Stream: dask

Topic: Using dask on casper with geocat


view this post on Zulip Brian Medeiros (Oct 04 2021 at 16:49):

I'd like to use geocat's interp_hybrid_to_pressure function on a large series of simulations, but it seems very slow. I noticed that its output is a dask object, so I figured this was a good opportunity to try to learn how to use dask better on casper. Unfortunately, my attempt has totally failed. Using a single dataarray, the function no longer even completes the interpolation step (takes about a minute without setting up the dask cluster). I tried to follow the example of setting up dask from https://ncar.github.io/esds/posts/2021/casper_pbs_dask/ and I upped the resources to be 6 cores, 128GB memory, and 12 processes. Here's how I tried to set up the cluster:

# Import dask
import dask

# Use dask jobqueue
from dask_jobqueue import PBSCluster

# Import a client
from dask.distributed import Client

# Setup your PBSCluster
cluster = PBSCluster(
    cores=6, # The number of cores you want
    memory='128GB', # Amount of memory
    processes=12, # How many processes
    queue='casper', # The type of queue to utilize (/glade/u/apps/dav/opt/usr/bin/execcasper)
    local_directory='$TMPDIR', # Use your local directory
    resource_spec='select=1:ncpus=6:mem=128GB', # Specify resources
    project='P03010039', # Input your project ID here
    walltime='02:00:00', # Amount of wall time
    interface='ib0', # Interface to use
)


client = Client(cluster)
# Setup your PBSCluster - make sure that it uses the casper queue
cluster = PBSCluster(queue='casper')

My script is here: /glade/u/home/brianpm/example_dask_geocat.py.

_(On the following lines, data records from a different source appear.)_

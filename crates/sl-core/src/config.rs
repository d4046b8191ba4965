use serde::{Deserialize, Serialize};

use crate::error::{SlError, SlResult};

/// Caller-selected rules for rewriting links during duplication.
#[derive(Debug, Clone, Copy, PartialEq, Eq, Default, Serialize, Deserialize)]
#[serde(default)]
pub struct DuplicationPolicy {
    /// Let a copy keep links to targets that were not duplicated with it.
    /// When false those link occurrences are dropped from the copy.
    pub allow_link_copy_to_original: bool,
}

impl DuplicationPolicy {
    /// Set whether copies may keep links to un-duplicated originals.
    pub fn with_links_to_originals(mut self, allow: bool) -> Self {
        self.allow_link_copy_to_original = allow;
        self
    }
}

/// Editor-wide settings.
#[derive(Debug, Clone, Copy, PartialEq, Serialize, Deserialize)]
#[serde(default)]
pub struct EditorConfig {
    /// Factor between persisted positions and editor units. Must be finite
    /// and positive.
    pub unit_scale: f32,
    /// Link rewriting rules for duplicate and paste.
    pub duplication: DuplicationPolicy,
}

impl Default for EditorConfig {
    fn default() -> Self {
        Self {
            unit_scale: 100.0,
            duplication: DuplicationPolicy::default(),
        }
    }
}

impl EditorConfig {
    /// Parse a config from JSON; missing keys fall back to defaults.
    pub fn from_json(json: &str) -> SlResult<Self> {
        let config: Self = serde_json::from_str(json)?;
        config.validate()?;
        Ok(config)
    }

    /// Check that every setting is usable.
    pub fn validate(&self) -> SlResult<()> {
        if !self.unit_scale.is_finite() || self.unit_scale <= 0.0 {
            return Err(SlError::InvalidConfig(format!(
                "unit_scale must be a positive number, got {}",
                self.unit_scale
            )));
        }
        Ok(())
    }

    /// Set the persisted-to-editor unit factor.
    pub fn with_unit_scale(mut self, scale: f32) -> Self {
        self.unit_scale = scale;
        self
    }

    /// Set the duplication policy.
    pub fn with_duplication(mut self, policy: DuplicationPolicy) -> Self {
        self.duplication = policy;
        self
    }
}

Anyone have an idea where I've gone off the rails here?

view this post on Zulip Isla Simpson (Oct 04 2021 at 17:10):

Hi Brian, I'm not sure I can be helpful in seeing what's going on but I have been using the interp_hybrid_to_pressure with some success. I was trying to do things quickly and rather than using geocat I just pasted the function into my notebooks. An examples is here...
/glade/u/home/islas/scripts/setupSNAP/postprocess/6hrZ/postprocessdata_6hrZ_3D.ipynb. It does seem slow to be compared to NCL, but it does actually complete and is not terribly slow. Glad to hear if there are more efficient ways or if there's something that I have set here that makes a difference.

view this post on Zulip Matt Long (Oct 04 2021 at 17:13):

cc @geocat

view this post on Zulip Brian Medeiros (Oct 04 2021 at 17:21):

Thanks, @Isla Simpson . Yeah, the function itself works okay. My backup plan is to use the version of the function that I had passed on to the geocat folks and wrap it using Numba, which makes it much faster by compiling the function. I'm hoping that I can someday figure out how to get dask to speed up code (so far my experience seems to go in the opposite direction).

view this post on Zulip Orhan Eroglu (Oct 04 2021 at 17:22):

@Brian Medeiros @Isla Simpson these are great cases for us to test interp_hybrid_to_pressure with real data sets. I will try to work on both of your cases with @Anissa Zacharias, who did a lot of Dask investigations recently, once both of us have some time. That way we can see if there are bottlenecks with our function flow and/or Dask use. Will keep you all updated.

view this post on Zulip Katie Dagon (Oct 04 2021 at 20:49):

@Brian Medeiros Is it possible you need to add a cluster.scale command before the Client(cluster) command? This is something I do following the examples I've seen. I think it relates to asking for a certain number of dask workers, but I'm not always sure how to set the number. I also noticed you have a second cluster = PBSCluster() command at the bottom of your code example above - might this be resetting the previous PBSCluster command?
When using dask in a Jupyter notebook, I have also found the dask dashboard very helpful to verify that the workers are ready, and for monitoring progress.

view this post on Zulip Orhan Eroglu (Oct 07 2021 at 16:21):

Hi @Brian Medeiros and maybe @Isla Simpson ,

@Anissa Zacharias and I worked on Brian's code and were able to get it run successfully in about 25 seconds on Casper with Dask. I think it is a good wall time for such a big data set (let us know your thought though), but it could be made a bit better if we play with the chunk sizes etc. more.

I'd like to share a few findings of ours with your code below, and I am happy to have a video chat with you and others in this topic to go through the details and get your end up and running (e.g. looking into your personal Dask configs on glade etc.):

We hope this helps. Let us know if you need to further discuss anything and/or work with us to set up your end.

view this post on Zulip Brian Medeiros (Oct 07 2021 at 17:12):

Thanks @Orhan Eroglu and @Anissa Zacharias !! There's a lot here; I'll go through it in detail as soon as I can. I'll be in touch if I have follow-up questions.


Last updated: Jan 30 2022 at 12:01 UTC